Your assignment: Give the number of lines in the data that hold the string "Crear". Nothing else is needed.

Data:
=======
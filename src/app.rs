// ============================================================================
// APP - Aplicación principal
// ============================================================================
// Decide qué vista renderizar según la ruta y el estado de sesión. Los
// viewmodels con estado (búsqueda, detalle) se crean al entrar a su vista
// y se apagan con teardown() al salir, para que no queden requests ni
// timers vivos de una vista abandonada.
// ============================================================================

use std::cell::RefCell;
use std::rc::Rc;

use wasm_bindgen::prelude::*;
use web_sys::Element;

use crate::dom::{append_child, get_element_by_id, set_inner_html};
use crate::services::{authed_client, SearchService};
use crate::state::AppState;
use crate::utils::{current_path, ROUTE_LOGIN, ROUTE_TICKER_PREFIX};
use crate::viewmodels::{SearchViewModel, TickerViewModel};
use crate::views::{render_login, render_search, render_ticker_details};

/// Aplicación principal
pub struct App {
    state: AppState,
    search_vm: Rc<RefCell<Option<SearchViewModel>>>,
    ticker_vm: Rc<RefCell<Option<(String, TickerViewModel)>>>,
    root: Element,
}

impl App {
    /// Crear nueva aplicación
    pub fn new() -> Result<Self, JsValue> {
        let root = get_element_by_id("app")
            .ok_or_else(|| JsValue::from_str("No #app element found"))?;

        let state = AppState::new();

        // Protocolo de arranque: restaurar sesión persistida (o redirigir
        // a login si no hay nada válido)
        state.session.initialize();

        // Re-renderizar ante cambios de sesión, batcheado con un Timeout(0)
        // para colapsar múltiples updates en un solo render
        state.session.subscribe_to_changes(move || {
            use gloo_timers::callback::Timeout;
            Timeout::new(0, move || {
                crate::rerender_app();
            })
            .forget();
        });

        Ok(Self {
            state,
            search_vm: Rc::new(RefCell::new(None)),
            ticker_vm: Rc::new(RefCell::new(None)),
            root,
        })
    }

    /// Renderizar aplicación completa según la ruta actual
    pub fn render(&mut self) -> Result<(), JsValue> {
        let path = current_path();
        log::debug!("🎬 Renderizando ruta: {}", path);

        let view = if path == ROUTE_LOGIN {
            self.teardown_search();
            self.teardown_ticker();
            render_login(&self.state)?
        } else if !self.state.session.is_authenticated() {
            // Guard de rutas: sin sesión válida solo existe el login
            self.teardown_search();
            self.teardown_ticker();
            render_login(&self.state)?
        } else if let Some(ticker) = path.strip_prefix(ROUTE_TICKER_PREFIX) {
            self.teardown_search();
            let vm = self.ticker_vm_for(&ticker.to_uppercase());
            render_ticker_details(&self.state, &vm, &ticker.to_uppercase())?
        } else {
            // Ruta por defecto: búsqueda
            self.teardown_ticker();
            let vm = self.search_vm();
            render_search(&self.state, &vm)?
        };

        set_inner_html(&self.root, "");
        append_child(&self.root, &view)?;

        Ok(())
    }

    /// Viewmodel de búsqueda: se crea al entrar a /search y sobrevive a los
    /// re-renders de la propia vista (conserva debounce y request activo)
    fn search_vm(&self) -> SearchViewModel {
        let mut slot = self.search_vm.borrow_mut();
        if let Some(ref vm) = *slot {
            return vm.clone();
        }

        let service = SearchService::new(authed_client(&self.state.session));
        let vm = SearchViewModel::new(service);

        // Actualización incremental: las notificaciones del pipeline solo
        // tocan el panel de resultados, nunca el input (preserva el foco)
        let vm_for_update = vm.clone();
        vm.subscribe_to_changes(move || {
            use gloo_timers::callback::Timeout;
            let vm = vm_for_update.clone();
            Timeout::new(0, move || {
                crate::views::search::update_results_panel(&vm);
            })
            .forget();
        });

        *slot = Some(vm.clone());
        vm
    }

    /// Viewmodel de detalle para un ticker. Cambiar de ticker apaga la
    /// carga anterior y arranca una nueva.
    fn ticker_vm_for(&self, ticker: &str) -> TickerViewModel {
        let mut slot = self.ticker_vm.borrow_mut();
        if let Some((ref current, ref vm)) = *slot {
            if current == ticker {
                return vm.clone();
            }
            vm.teardown();
        }

        let vm = TickerViewModel::new(authed_client(&self.state.session));
        vm.subscribe_to_changes(move || {
            use gloo_timers::callback::Timeout;
            Timeout::new(0, move || {
                crate::rerender_app();
            })
            .forget();
        });
        vm.load(ticker);

        *slot = Some((ticker.to_string(), vm.clone()));
        vm
    }

    fn teardown_search(&self) {
        if let Some(vm) = self.search_vm.borrow_mut().take() {
            vm.teardown();
        }
    }

    fn teardown_ticker(&self) {
        if let Some((_, vm)) = self.ticker_vm.borrow_mut().take() {
            vm.teardown();
        }
    }
}
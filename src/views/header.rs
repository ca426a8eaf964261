// ============================================================================
// HEADER VIEW - Barra superior con usuario y logout
// ============================================================================

use wasm_bindgen::prelude::*;
use web_sys::Element;

use crate::dom::{append_child, on_click, ElementBuilder};
use crate::state::AppState;
use crate::utils::{navigate_to, ROUTE_LOGIN, ROUTE_SEARCH};

/// Renderizar header de la app (solo para vistas autenticadas)
pub fn render_header(state: &AppState) -> Result<Element, JsValue> {
    let header = ElementBuilder::new("header")?.class("app-header").build();

    let brand = ElementBuilder::new("div")?
        .class("header-brand")
        .text("📊 finEdSkywalker")
        .build();

    // Click en la marca vuelve a la búsqueda
    on_click(&brand, move |_| {
        navigate_to(ROUTE_SEARCH);
    })?;

    let user_area = ElementBuilder::new("div")?.class("header-user").build();

    let username = ElementBuilder::new("span")?
        .class("header-username")
        .text(&state.session.get_username().unwrap_or_default())
        .build();

    let logout_btn = ElementBuilder::new("button")?
        .attr("type", "button")?
        .class("btn-logout")
        .text("Logout")
        .build();

    {
        let session = state.session.clone();
        on_click(&logout_btn, move |_| {
            session.logout();
            navigate_to(ROUTE_LOGIN);
        })?;
    }

    append_child(&user_area, &username)?;
    append_child(&user_area, &logout_btn)?;
    append_child(&header, &brand)?;
    append_child(&header, &user_area)?;

    Ok(header)
}
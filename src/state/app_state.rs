// ============================================================================
// APP STATE - Estado global de la aplicación
// ============================================================================

use crate::state::SessionState;

/// Estado global de la aplicación. La reactividad vive en cada store: los
/// interesados se suscriben directamente (p.ej. `session.subscribe_to_changes`).
#[derive(Clone)]
pub struct AppState {
    pub session: SessionState,
}

impl AppState {
    /// Crear nuevo estado de aplicación
    pub fn new() -> Self {
        Self {
            session: SessionState::new(),
        }
    }
}

impl Default for AppState {
    fn default() -> Self {
        Self::new()
    }
}
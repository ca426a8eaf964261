/// Timestamp actual en milisegundos desde epoch.
/// En el navegador usa Date.now(); en tests nativos, el reloj del sistema.
pub fn now_ms() -> f64 {
    #[cfg(target_arch = "wasm32")]
    {
        js_sys::Date::now()
    }
    #[cfg(not(target_arch = "wasm32"))]
    {
        std::time::SystemTime::now()
            .duration_since(std::time::UNIX_EPOCH)
            .map(|d| d.as_millis() as f64)
            .unwrap_or(0.0)
    }
}
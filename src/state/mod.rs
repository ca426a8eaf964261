// ============================================================================
// STATE - Estado reactivo de la aplicación
// ============================================================================

pub mod app_state;
pub mod session_state;

pub use app_state::AppState;
pub use session_state::{SessionState, StartupOutcome};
=======
Result below: 2